As Yvette said, "If it's not broke, don't fix it."
"We're in a loving, committed, happy relationship," she said. "The only pressure I feel is from outside sources. From friends saying, 'Well, when are you going to get married?' And also our parents. My parents would really love it because I'm their only daughter."
Yvette said she used to tell people she'd eventually get married to make them feel comfortable.
"I just never had this strong urge to be Mrs. So-and-So," she said. "I mean, I have the ring and everything, and to me that's really special. ... We do, by all accounts, live like a married couple."
Just as some people view getting engaged differently in 2012 than they did a mere decade ago, living together is now regarded as a permanent state for many couples.
According to the 2010 census, the unmarried partner population numbered 7.7 million, up 41% since 2000.

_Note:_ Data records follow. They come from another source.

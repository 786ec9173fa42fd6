// Copyright 2026 the Gable Authors
// SPDX-License-Identifier: Apache-2.0

//! Default values used by the widgets in their paint methods.

#![allow(missing_docs, reason = "Names are self-explanatory.")]

use gable_core::core::{Outline, Theme};
use gable_core::peniko::Color;

pub const TEXT_COLOR: Color = Color::from_rgb8(0x3C, 0x3C, 0x3C);
pub const TEXT_COLOR_HOVER: Color = Color::from_rgb8(0x00, 0x00, 0x00);
pub const DISABLED_TEXT_COLOR: Color = Color::from_rgb8(0x7D, 0x7D, 0x7D);

pub const BACKGROUND_COLOR: Color = Color::from_rgb8(0xF5, 0xF5, 0xF5);
pub const BACKGROUND_COLOR_HOVER: Color = Color::from_rgb8(0xFF, 0xFF, 0xFF);
pub const BACKGROUND_COLOR_DOWN: Color = Color::from_rgb8(0xEB, 0xEB, 0xEB);
pub const BACKGROUND_COLOR_DISABLED: Color = Color::from_rgb8(0xE6, 0xE6, 0xE6);

pub const BORDER_COLOR: Color = Color::from_rgb8(0x3C, 0x3C, 0x3C);
pub const BORDER_COLOR_HOVER: Color = Color::from_rgb8(0x00, 0x00, 0x00);
pub const FOCUS_COLOR: Color = Color::from_rgb8(0x1E, 0x1E, 0xB4);

pub const PANEL_BACKGROUND_COLOR: Color = Color::from_rgb8(0xFF, 0xFF, 0xFF);
pub const TOOLTIP_BACKGROUND_COLOR: Color = Color::from_rgb8(0xFF, 0xFF, 0xE1);

pub const BORDER_WIDTH: f64 = 1.;
/// Side of the box of check boxes and radio buttons which weren't given a size.
pub const BASIC_WIDGET_HEIGHT: f64 = 18.;
/// Gap between a check box or radio button and its text, as a fraction of the box width.
pub const TEXT_DISTANCE_RATIO: f64 = 0.2;

/// The look used by [`default_gui`](crate::default_gui).
pub fn default_theme() -> Theme {
    let mut theme = Theme::new();

    // Button
    let button = theme.for_widget_mut("Button");
    button.insert("TextColor", TEXT_COLOR);
    button.insert("TextColorHover", TEXT_COLOR_HOVER);
    button.insert("TextColorDown", TEXT_COLOR_HOVER);
    button.insert("TextColorDisabled", DISABLED_TEXT_COLOR);
    button.insert("BackgroundColor", BACKGROUND_COLOR);
    button.insert("BackgroundColorHover", BACKGROUND_COLOR_HOVER);
    button.insert("BackgroundColorDown", BACKGROUND_COLOR_DOWN);
    button.insert("BackgroundColorDisabled", BACKGROUND_COLOR_DISABLED);
    button.insert("BorderColor", BORDER_COLOR);
    button.insert("BorderColorHover", BORDER_COLOR_HOVER);
    button.insert("BorderColorDown", BORDER_COLOR_HOVER);
    button.insert("BorderColorDisabled", DISABLED_TEXT_COLOR);
    button.insert("BorderColorFocused", FOCUS_COLOR);
    button.insert("Borders", Outline::uniform(BORDER_WIDTH));

    // Label
    let label = theme.for_widget_mut("Label");
    label.insert("TextColor", TEXT_COLOR);
    label.insert("BackgroundColor", Color::TRANSPARENT);
    label.insert("BorderColor", BORDER_COLOR);
    label.insert("Borders", Outline::ZERO);
    label.insert("Padding", Outline::ZERO);

    // CheckBox and RadioButton
    for widget_type in ["CheckBox", "RadioButton"] {
        let check = theme.for_widget_mut(widget_type);
        check.insert("TextColor", TEXT_COLOR);
        check.insert("TextColorHover", TEXT_COLOR_HOVER);
        check.insert("TextColorDisabled", DISABLED_TEXT_COLOR);
        check.insert("BackgroundColor", BACKGROUND_COLOR);
        check.insert("BackgroundColorHover", BACKGROUND_COLOR_HOVER);
        check.insert("BackgroundColorDisabled", BACKGROUND_COLOR_DISABLED);
        check.insert("BorderColor", BORDER_COLOR);
        check.insert("BorderColorHover", BORDER_COLOR_HOVER);
        check.insert("BorderColorDisabled", DISABLED_TEXT_COLOR);
        check.insert("BorderColorFocused", FOCUS_COLOR);
        check.insert("CheckColor", TEXT_COLOR);
        check.insert("CheckColorHover", TEXT_COLOR_HOVER);
        check.insert("CheckColorDisabled", DISABLED_TEXT_COLOR);
        check.insert("Borders", Outline::uniform(BORDER_WIDTH));
        check.insert("TextDistanceRatio", TEXT_DISTANCE_RATIO);
    }

    // Panel
    let panel = theme.for_widget_mut("Panel");
    panel.insert("BackgroundColor", PANEL_BACKGROUND_COLOR);
    panel.insert("BorderColor", BORDER_COLOR);
    panel.insert("Borders", Outline::ZERO);

    theme
}

/// Renderer properties which make a [`Label`](crate::widgets::Label) look like a tooltip.
///
/// Apply them with [`WidgetMut::set_renderer_property`](gable_core::core::WidgetMut::set_renderer_property)
/// on the label passed to [`Gui::set_tooltip`](gable_core::app::Gui::set_tooltip).
pub fn tooltip_label_properties() -> [(&'static str, gable_core::core::PropertyValue); 4] {
    [
        ("BackgroundColor", TOOLTIP_BACKGROUND_COLOR.into()),
        ("BorderColor", BORDER_COLOR.into()),
        ("Borders", Outline::uniform(BORDER_WIDTH).into()),
        ("Padding", Outline::new(2., 1., 2., 1.).into()),
    ]
}

#[cfg(test)]
mod tests {
    use super::*;

    #[test]
    fn every_widget_has_a_section() {
        let theme = default_theme();
        for widget_type in ["Button", "Label", "CheckBox", "RadioButton", "Panel"] {
            assert!(theme.has_section(widget_type), "missing section {widget_type}");
        }
        assert!(!theme.has_section("Picture"));
    }
}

"We don't have to be married to enjoy many of the benefits that traditionally were exclusive to marriage," said Susan Brown, co-director of the National Center for Family and Marriage Research at Bowling Green State University in Ohio. "Cohabiting for example ... sexual partnerships. Sharing of a household. Having children."
That's one reason the average age of first marriage is the highest it's ever been, Brown added.

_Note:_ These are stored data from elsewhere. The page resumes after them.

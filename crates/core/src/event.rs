//! Typed events carried in the processing service's `data:` frames.
//!
//! The wire shape is `{"type": "...", "message": "...", "data": {...}}`,
//! where `data` is only present (and required) on `complete`.

use serde::{Deserialize, Serialize};

/// Discriminant of a [`StreamEvent`].
#[derive(Debug, Clone, Copy, PartialEq, Eq)]
pub enum EventKind {
    Progress,
    Thinking,
    Complete,
    Error,
}

impl EventKind {
    pub fn as_str(&self) -> &str {
        match self {
            Self::Progress => "progress",
            Self::Thinking => "thinking",
            Self::Complete => "complete",
            Self::Error => "error",
        }
    }

    /// `Complete` and `Error` end a stream's active consolidation.
    pub fn is_terminal(&self) -> bool {
        matches!(self, Self::Complete | Self::Error)
    }
}

impl std::fmt::Display for EventKind {
    fn fmt(&self, f: &mut std::fmt::Formatter<'_>) -> std::fmt::Result {
        f.write_str(self.as_str())
    }
}

/// One decoded server-sent event.
#[derive(Debug, Clone, Serialize, Deserialize, PartialEq)]
#[serde(tag = "type", rename_all = "snake_case")]
pub enum StreamEvent {
    Progress {
        message: String,
    },
    Thinking {
        message: String,
    },
    Complete {
        message: String,
        data: CompletionPayload,
    },
    Error {
        message: String,
    },
}

impl StreamEvent {
    /// Decode the JSON payload of a single `data:` frame.
    pub fn from_frame(payload: &str) -> Result<Self, serde_json::Error> {
        serde_json::from_str(payload)
    }

    pub fn kind(&self) -> EventKind {
        match self {
            Self::Progress { .. } => EventKind::Progress,
            Self::Thinking { .. } => EventKind::Thinking,
            Self::Complete { .. } => EventKind::Complete,
            Self::Error { .. } => EventKind::Error,
        }
    }

    pub fn message(&self) -> &str {
        match self {
            Self::Progress { message }
            | Self::Thinking { message }
            | Self::Complete { message, .. }
            | Self::Error { message } => message,
        }
    }

    pub fn payload(&self) -> Option<&CompletionPayload> {
        match self {
            Self::Complete { data, .. } => Some(data),
            _ => None,
        }
    }
}

/// Result summary attached to a `complete` event.
///
/// `chart_url` and `download_url` are paths relative to the service base
/// address; see [`resolve_ref`].
#[derive(Debug, Clone, Serialize, Deserialize, PartialEq)]
pub struct CompletionPayload {
    pub chart_url: String,
    pub download_url: String,
    pub event_count: u64,
    pub actor_count: u64,
    #[serde(default, skip_serializing_if = "Option::is_none")]
    pub milestone_count: Option<u64>,
    /// Handle for follow-up regeneration requests.
    #[serde(default, skip_serializing_if = "Option::is_none")]
    pub session_id: Option<String>,
    #[serde(default, skip_serializing_if = "Option::is_none")]
    pub case: Option<CaseMetadata>,
}

/// Case header extracted from the analysed document.
#[derive(Debug, Clone, Serialize, Deserialize, PartialEq, Eq)]
pub struct CaseMetadata {
    pub name: String,
    #[serde(default)]
    pub id: Option<String>,
    #[serde(default, rename = "type")]
    pub case_type: Option<String>,
    #[serde(default)]
    pub start: Option<String>,
    #[serde(default)]
    pub end: Option<String>,
}

/// Join a service-relative path onto the service base address.
///
/// Absolute `http(s)://` references are returned unchanged.
pub fn resolve_ref(base_url: &str, path: &str) -> String {
    if path.starts_with("http://") || path.starts_with("https://") {
        return path.to_string();
    }
    let base = base_url.trim_end_matches('/');
    if path.starts_with('/') {
        format!("{base}{path}")
    } else {
        format!("{base}/{path}")
    }
}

According to the U.S. Census Bureau, the estimated median age at first marriage in 2011 was 28.7 for men and 26.5 for women, compared with 26.8 and 25.1, respectively, in 2000. Marriage is also on the decline -- 54.1% of adults were married in 2010 as opposed to 57.3% who were married in 2000.
"(A couple) may never want to marry, but they may want to tell the world, 'This is a solid relationship,' " Fisher said. "Definitions are changing."
But not all couples are content in a state of engaged bliss. Saving money for the wedding, moving to a new city or starting a new job are all factors that might delay a walk down the aisle.
More couples are paying for their own weddings, said Anja Winikka, the site editor of WeddingChannel.com. "What's a few more months for the dress you want or the venue you want? Don't go into debt over your wedding," she added.
"From a wedding planning perspective, 12 months is kind of the magic number," Winikka said. She even recommends that brides choose their dresses up to eight months in advance if they want the "bridal salon experience."
Brianna Smith, 24, and Daniel Neenan, 27, who will have been engaged for one year on May 30, plan to tie the knot on May 26, 2013. The couple started dating in January 2009.
The Long Island-based pair's two-year engagement wasn't so much about a perfect season or venue. Rather, it was about saving money for the big day.
"I personally like having a longer time (to plan) so I don't have to stress about everything. We wanted to enjoy our engagement," Smith said, adding that she and her fiancé didn't plan anything the first few months they were engaged.
"My parents dated for six months, and six months later they were married, which I think is ridiculous right now," Smith said. "Longer engagements are the new thing."
Fisher said, "We live in a time where you can do it the way you feel comfortable doing it. There are some people who want to make a deep, long-term promise to each other, which is an engagement, and marry 10 years from now."
The redefinition of the term "engagement" is creating a new frontier for longtime committed couples. "The day is going to come when we look back at somebody who instantly married and wonder why," Fisher said.